Anyway. Deep breath, me. Feel free to click over here and add your voice to the "Oh, HELL no!" outrage at this limitation against women using their own resources to pay for a medical procedure. (Don't even get me started on the lack of coverage for the morning after pill.)
In other news, I've booked my hotel and flight to Las Vegas for a weekend of debauchery, gambling, showgirls, and cruising Fremont Street for bums to roll for change. I haven't been to my old stomping grounds in almost a decade, and I cannot WAIT to go back. True fact: you can find the best jewelry EVER in Las Vegas' pawn shops, and I bet you can figure out why. I feel the need to own a pimp chain, is what I'm saying.
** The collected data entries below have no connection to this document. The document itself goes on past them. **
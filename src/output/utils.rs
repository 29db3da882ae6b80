//! Shared utility functions for output formatting

use crate::tree::{Node, NodeKind};

const UNITS: [&str; 7] = ["B", "KB", "MB", "GB", "TB", "PB", "EB"];

/// Format a size in bytes using binary units, e.g. `0 B`, `1 KB`, `1.93 MB`.
///
/// At most two decimals are printed and trailing zeros are dropped.
pub fn format_size(bytes: u64) -> String {
    if bytes < 1024 {
        return format!("{} B", bytes);
    }

    let mut unit = 0;
    let mut scale = 1u64;
    while unit + 1 < UNITS.len() && bytes / scale >= 1024 {
        scale *= 1024;
        unit += 1;
    }

    let value = format!("{:.2}", bytes as f64 / scale as f64);
    let value = value.trim_end_matches('0').trim_end_matches('.');
    format!("{} {}", value, UNITS[unit])
}

/// Tracks, per depth, how many siblings are still to come so that each line can be
/// given its connector and the continuation bars of its ancestors.
#[derive(Debug, Default)]
pub struct IndentState {
    remaining: Vec<usize>,
    under_symlink: Vec<bool>,
}

impl IndentState {
    pub fn new() -> Self {
        Self::default()
    }

    /// Indentation for `node` at `depth`. Must be called once per visit, in visit order.
    pub fn prefix(&mut self, node: &Node, depth: usize) -> String {
        self.remaining.truncate(depth);
        self.under_symlink.truncate(depth);

        let mut prefix = String::new();
        if depth > 0 {
            let parent = depth - 1;
            if let Some(left) = self.remaining.get_mut(parent) {
                *left = left.saturating_sub(1);
            }
            for level in 0..parent {
                let more = self.remaining.get(level).is_some_and(|&left| left > 0);
                prefix.push_str(if more { "│   " } else { "    " });
            }
            let last = self.remaining.get(parent).is_none_or(|&left| left == 0);
            let followed = self.under_symlink.get(parent).copied().unwrap_or(false);
            prefix.push(if last { '╰' } else { '├' });
            prefix.push(if followed { '▷' } else { '─' });
            prefix.push(' ');
        }

        self.remaining.resize(depth, 0);
        self.under_symlink.resize(depth, false);
        self.remaining.push(node.child_count());
        self.under_symlink.push(node.kind() == NodeKind::Symlink);
        prefix
    }
}

#[cfg(test)]
mod tests {
    use super::*;

    #[test]
    fn test_format_size() {
        assert_eq!(format_size(0), "0 B");
        assert_eq!(format_size(1), "1 B");
        assert_eq!(format_size(1000), "1000 B");
        assert_eq!(format_size(1024), "1 KB");
        assert_eq!(format_size(2_024_000), "1.93 MB");
        assert_eq!(format_size(1_024_021), "1000.02 KB");
        assert_eq!(format_size(1_021_252_154_021), "951.12 GB");
        assert_eq!(format_size(125_000), "122.07 KB");
        assert_eq!(format_size(1_000_000_000), "953.67 MB");
        assert_eq!(format_size(u64::MAX), "16 EB");
    }

    fn node(kind: NodeKind, children: usize) -> Node {
        let mut node = Node::new("/x", kind);
        node.set_child_count(children);
        node
    }

    #[test]
    fn test_indent_for_nested_directories() {
        let mut state = IndentState::new();
        assert_eq!(state.prefix(&node(NodeKind::Directory, 2), 0), "");
        assert_eq!(state.prefix(&node(NodeKind::Directory, 1), 1), "├─ ");
        assert_eq!(state.prefix(&node(NodeKind::RegularFile, 0), 2), "│   ╰─ ");
        assert_eq!(state.prefix(&node(NodeKind::Directory, 1), 1), "╰─ ");
        assert_eq!(state.prefix(&node(NodeKind::Symlink, 1), 2), "    ╰─ ");
        assert_eq!(state.prefix(&node(NodeKind::RegularFile, 0), 3), "        ╰▷ ");
    }

    #[test]
    fn test_indent_under_followed_symlink_with_siblings() {
        let mut state = IndentState::new();
        state.prefix(&node(NodeKind::Symlink, 1), 0);
        assert_eq!(state.prefix(&node(NodeKind::Directory, 2), 1), "╰▷ ");
        assert_eq!(state.prefix(&node(NodeKind::RegularFile, 0), 2), "    ├─ ");
        assert_eq!(state.prefix(&node(NodeKind::RegularFile, 0), 2), "    ╰─ ");
    }
}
With a big old "LL COOL J" in diamonds and platinum on it. Classy!
I'll have to dedicate a post to all of the crazy shit I've seen happen in Las Vegas over the years. Like the guy that played Baccarat with tens of millions of dollars. In ten minutes. OH MY GOD JUST GIVE ME ONE OF THOSE CHIPS, DUDE. Each chip, actual gold, one million dollars. Or the lady in the couture gown and fur (ew) who hiked up her skirt with her bejeweled fingers, squatted across the street from Treasure Island, and left a fudge dragon on the sidewalk. WOW. That one still elicits shocked laughter from me, after 15 years. Watching Evander Hollyfield get fitted for a suit the night Mike Tyson would bite his ear off. Well, part of his ear. Freaking out in Caesar's Palace as a near riot broke out after that happened.
VEGAS, BABY. Give me the dice, because we're all making coin when I'm rolling, I'm just saying. HARD EIGHTS AHEAD!